Comme j'aimerais le connaître, par curiosité. Je sais ce que ce souhait peut paraître étrange. Ce n'est pas du voyeurisme. Il sera lui et je resterai moi. Mais s'il doute, s'il ne sait plus, je le recevrai sans amertume. Je lui parlerai de tes complexes. Je lui dirais comment l'on caresse un corps si pudique. Je lui vanterai ce carré de peau qui frissonne au bas de tes reins. Je lui parlerai de tes hanches auxquelles je m'agrippais le soir dès que le sommeil te gagnait. Je me serrais tout contre toi, que tu sentes mon souffle dans ton cou et je te parlais pour te garder éveillée. Tu ne souhaitais rien de plus que de trouver le repos après une journée bien remplie. Je ne voulais pas que le jour s'achève sans goûter une nouvelle fois à ton poison.
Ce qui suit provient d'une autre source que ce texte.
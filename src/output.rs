//! Pipeline progress events and their terminal rendering.

use crate::backend::Released;
use indicatif::{ProgressBar, ProgressStyle};
use std::path::PathBuf;
use std::sync::Mutex;
use std::time::Duration;

const DIM: &str = "\x1b[2m";
const GREEN: &str = "\x1b[32m";
const YELLOW: &str = "\x1b[33m";
const RED: &str = "\x1b[31m";
const RESET: &str = "\x1b[0m";

/// Steps of the conversion state machine.
#[derive(Debug, Clone, Copy, PartialEq, Eq)]
pub enum PipelineStage {
    Init,
    Extracted,
    BackendReady,
    SynthesizingChapters,
    BackendReleased,
    Assembled,
    Done,
}

/// Something worth telling the user about.
#[derive(Debug, Clone, PartialEq)]
pub enum PipelineEvent {
    StageChanged(PipelineStage),
    BookOpened {
        title: String,
        author: String,
        chapters: usize,
        working_dir: PathBuf,
    },
    BackendRestarting {
        stage: String,
    },
    BackendWaiting {
        stage: String,
        waited: Duration,
    },
    BackendReady {
        endpoint: String,
        waited: Duration,
    },
    ChapterSkipped {
        index: usize,
        total: usize,
        path: PathBuf,
    },
    ChapterStarted {
        index: usize,
        total: usize,
        title: String,
    },
    ChapterFinished {
        index: usize,
        total: usize,
        path: PathBuf,
        elapsed: Duration,
        voice: String,
    },
    BackendReleased(Released),
    BackendReleaseFailed {
        message: String,
    },
    AssemblyStarted {
        artifacts: usize,
    },
    AudiobookWritten {
        path: PathBuf,
    },
    ArtifactBackedUp {
        path: PathBuf,
    },
    BackupFailed {
        path: PathBuf,
        message: String,
    },
    BookFinished {
        title: String,
        elapsed: Duration,
    },
}

impl PipelineEvent {
    /// Warnings are shown even in quiet mode.
    pub fn is_warning(&self) -> bool {
        matches!(
            self,
            PipelineEvent::BackendReleaseFailed { .. } | PipelineEvent::BackupFailed { .. }
        )
    }

    /// Minimum verbosity at which the event is rendered.
    fn min_verbosity(&self) -> u8 {
        match self {
            PipelineEvent::StageChanged(_) => 2,
            PipelineEvent::BackendWaiting { .. }
            | PipelineEvent::ChapterSkipped { .. }
            | PipelineEvent::ArtifactBackedUp { .. } => 1,
            _ => 0,
        }
    }
}

/// Trait for receiving pipeline events.
pub trait Reporter: Send + Sync {
    fn report(&self, event: &PipelineEvent);
}

/// Render an event as one terminal line, or None if it is filtered out.
pub fn render_event(event: &PipelineEvent, verbosity: u8) -> Option<String> {
    if verbosity < event.min_verbosity() {
        return None;
    }

    let line = match event {
        PipelineEvent::StageChanged(stage) => format!("{DIM}[stage] {stage:?}{RESET}"),
        PipelineEvent::BookOpened {
            title,
            author,
            chapters,
            working_dir,
        } => format!(
            "Book: {title}\nAuthor: {author}\n{chapters} chapter(s) → {}",
            working_dir.display()
        ),
        PipelineEvent::BackendRestarting { stage } => {
            format!("TTS backend is {stage}, requesting restart...")
        }
        PipelineEvent::BackendWaiting { stage, waited } => {
            format!(
                "{DIM}Waiting for TTS backend ({stage}, {}s elapsed){RESET}",
                waited.as_secs()
            )
        }
        PipelineEvent::BackendReady { endpoint, waited } => {
            if waited.is_zero() {
                format!("TTS backend ready: {endpoint}")
            } else {
                format!(
                    "TTS backend ready after {}s: {endpoint}",
                    waited.as_secs()
                )
            }
        }
        PipelineEvent::ChapterSkipped { index, total, path } => format!(
            "{DIM}[{index}/{total}] already done: {}{RESET}",
            file_name(path)
        ),
        PipelineEvent::ChapterStarted { index, total, title } => {
            format!("[{index}/{total}] Narrating {title}...")
        }
        PipelineEvent::ChapterFinished {
            index,
            total,
            path,
            elapsed,
            voice,
        } => format!(
            "{GREEN}[{index}/{total}] Chapter finished in {:.1}s{RESET} ({}, voice {voice})",
            elapsed.as_secs_f64(),
            file_name(path)
        ),
        PipelineEvent::BackendReleased(released) => match released {
            Released::Paused => "TTS backend paused.".to_string(),
            Released::KeptWarm => "TTS backend left running (--keep-warm).".to_string(),
            Released::Shutdown => "Reference voice server stopped.".to_string(),
            Released::Nothing => return None,
        },
        PipelineEvent::BackendReleaseFailed { message } => {
            format!("{YELLOW}Warning: could not release TTS backend: {message}{RESET}")
        }
        PipelineEvent::AssemblyStarted { artifacts } => {
            format!("Chapters done, binding {artifacts} file(s) into an audiobook...")
        }
        PipelineEvent::AudiobookWritten { path } => {
            format!("{GREEN}Audiobook written: {}{RESET}", path.display())
        }
        PipelineEvent::ArtifactBackedUp { path } => {
            format!("{DIM}Moved {} to backup{RESET}", file_name(path))
        }
        PipelineEvent::BackupFailed { path, message } => {
            format!(
                "{RED}Error: could not back up {}: {message}{RESET}",
                path.display()
            )
        }
        PipelineEvent::BookFinished { title, elapsed } => {
            format!(
                "Book '{title}' generated in {}",
                humanize(*elapsed)
            )
        }
    };
    Some(line)
}

fn file_name(path: &std::path::Path) -> String {
    path.file_name()
        .map(|n| n.to_string_lossy().to_string())
        .unwrap_or_else(|| path.display().to_string())
}

/// Format a duration as `1h02m03s`, `2m03s` or `3.4s`.
pub fn humanize(duration: Duration) -> String {
    let secs = duration.as_secs();
    if secs >= 3600 {
        format!("{}h{:02}m{:02}s", secs / 3600, (secs % 3600) / 60, secs % 60)
    } else if secs >= 60 {
        format!("{}m{:02}s", secs / 60, secs % 60)
    } else {
        format!("{:.1}s", duration.as_secs_f64())
    }
}

/// Reporter that prints to stderr, with a progress bar over chapters.
pub struct TerminalReporter {
    quiet: bool,
    verbosity: u8,
    progress: Mutex<Option<ProgressBar>>,
}

impl TerminalReporter {
    pub fn new(quiet: bool, verbosity: u8) -> Self {
        Self {
            quiet,
            verbosity,
            progress: Mutex::new(None),
        }
    }

    fn with_bar(&self, f: impl FnOnce(&mut Option<ProgressBar>)) {
        match self.progress.lock() {
            Ok(mut guard) => f(&mut guard),
            Err(poisoned) => f(&mut poisoned.into_inner()),
        }
    }

    fn print(&self, line: &str) {
        self.with_bar(|bar| match bar {
            Some(pb) => pb.println(line),
            None => eprintln!("{line}"),
        });
    }
}

impl Reporter for TerminalReporter {
    fn report(&self, event: &PipelineEvent) {
        if self.quiet && !event.is_warning() {
            return;
        }

        if let Some(line) = render_event(event, self.verbosity) {
            self.print(&line);
        }

        match event {
            PipelineEvent::BookOpened { chapters, .. } => self.with_bar(|bar| {
                let pb = ProgressBar::new(*chapters as u64);
                pb.set_style(
                    ProgressStyle::default_bar()
                        .template("{spinner:.green} [{elapsed_precise}] [{bar:40.cyan/blue}] {pos}/{len} chapters")
                        .unwrap_or_else(|_| ProgressStyle::default_bar())
                        .progress_chars("#>-"),
                );
                *bar = Some(pb);
            }),
            PipelineEvent::ChapterSkipped { .. } | PipelineEvent::ChapterFinished { .. } => {
                self.with_bar(|bar| {
                    if let Some(pb) = bar {
                        pb.inc(1);
                    }
                })
            }
            PipelineEvent::BackendReleased(_)
            | PipelineEvent::BackendReleaseFailed { .. }
            | PipelineEvent::AssemblyStarted { .. } => self.with_bar(|bar| {
                if let Some(pb) = bar.take() {
                    pb.finish_and_clear();
                }
            }),
            _ => {}
        }
    }
}

/// Reporter that records every event, for tests.
#[derive(Debug, Default)]
pub struct CollectingReporter {
    events: Mutex<Vec<PipelineEvent>>,
}

impl CollectingReporter {
    pub fn new() -> Self {
        Self::default()
    }

    pub fn events(&self) -> Vec<PipelineEvent> {
        match self.events.lock() {
            Ok(events) => events.clone(),
            Err(poisoned) => poisoned.into_inner().clone(),
        }
    }
}

impl Reporter for CollectingReporter {
    fn report(&self, event: &PipelineEvent) {
        match self.events.lock() {
            Ok(mut events) => events.push(event.clone()),
            Err(poisoned) => poisoned.into_inner().push(event.clone()),
        }
    }
}

/// Reporter that drops everything.
#[derive(Debug, Clone, Copy, Default)]
pub struct SilentReporter;

impl Reporter for SilentReporter {
    fn report(&self, _event: &PipelineEvent) {}
}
Marie, je constate jour après jour que tu as égaré des souvenirs là au milieu de mes livres, des mots d'amour, des chaussettes enfouies parmi les miennes, un reste de parfum, un pull et que sais-je encore. Autant de visites qui me mèneront à tes parents, autant de fois que je leur demanderai de tes nouvelles. Je n'aurai aucun réponse, je le sais. Mais cela ne m'empêchera point de les questionner.
Je n'irai plus au parc, je n'entendrai plus les drôles qui crient et gambadent autour des mères. Je fuirais les musées. J'éviterai le Bon Marché. Je ferai tout pour te laisser en paix. Ma route ne croisera plus la tienne. Tu ne détourneras pas les yeux à mon passage. Nous ne prendrons plus le café ensemble et je ne sentirai plus tes hanches collées contre mon bas ventre.
Et si par le plus grand des hasards, nos chemins se croisent, alors je détournerai les yeux, juste le temps d'un clin d'œil, et prudemment je quitterai les lieux. Je me retournerai peut-être et j'aurais les regrets qu'ont les gens indécis.